Bathymetry Retrieval Algorithm Based on Hyperspectral Features of Pure Water Absorption From 570 to 600 nm.

Current efforts for improving the hyperspectral optimization processing exemplar (HOPE) model include further testing of remote sensing reflectance (R-rs) features containing useful information for bathymetry retrieval via the minimization of the interference stemming from the variability in inherent optical properties and benthic reflectance. In this article, we detected a novel feature originating from the pure water absorption within the narrow spectral region of 570-600 nm. In most coastal regions of clear water in coral reefs, for example, in a coral reefs environment, pure water accounts for the majority of the total absorption in this spectral range.
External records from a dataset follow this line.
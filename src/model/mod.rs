//! Data models for the gallery catalog and tour graph.

mod catalog;
mod category;
mod graph;
mod hotspot;

pub use catalog::Catalog;
pub use category::{CatalogItem, Category, CategoryKind, MediaKind, default_node};
pub use graph::{DanglingReference, TourGraph};
pub use hotspot::{Annotation, HotspotSpec};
In addition to the depth variation, the spectral behavior of R-rs (570-600) is primarily dominated by a steep increase in pure water absorption with wavelength, whereas the influence of other optical properties, such as phytoplankton/colored dissolved organic matter (CDOM) absorption, particle backscattering, and benthic reflectance, can be simplified using the spectrally constant shape model. An HOPE pure water (HOPE-PW) algorithm using this feature was developed based on R-rs measurements with a spectral resolution of near 3.5 nm, in which only four uncertainties must be resolved. The validation from light detection and ranging (LiDAR) data and comparison with HOPE-bottom reflectance unmixing computation of the environment (BRUCE) using portable remote imaging radiometer (PRISM) data at 15 sites located in five distinct regions of Palau, Guam, Great Barrier Reef, Hawaiian Islands, and Florida Key confirmed that the HOPW-PW algorithm yielded a considerable performance and provided adequate transferability to other sites with varying bottom and water environments. Furthermore, the sensitivity analysis based on Hydrolight-simulated datasets was carried out and showed that HOPE-PW was less affected by variation of bottom types, but still had some limitations in retrieving water optical properties.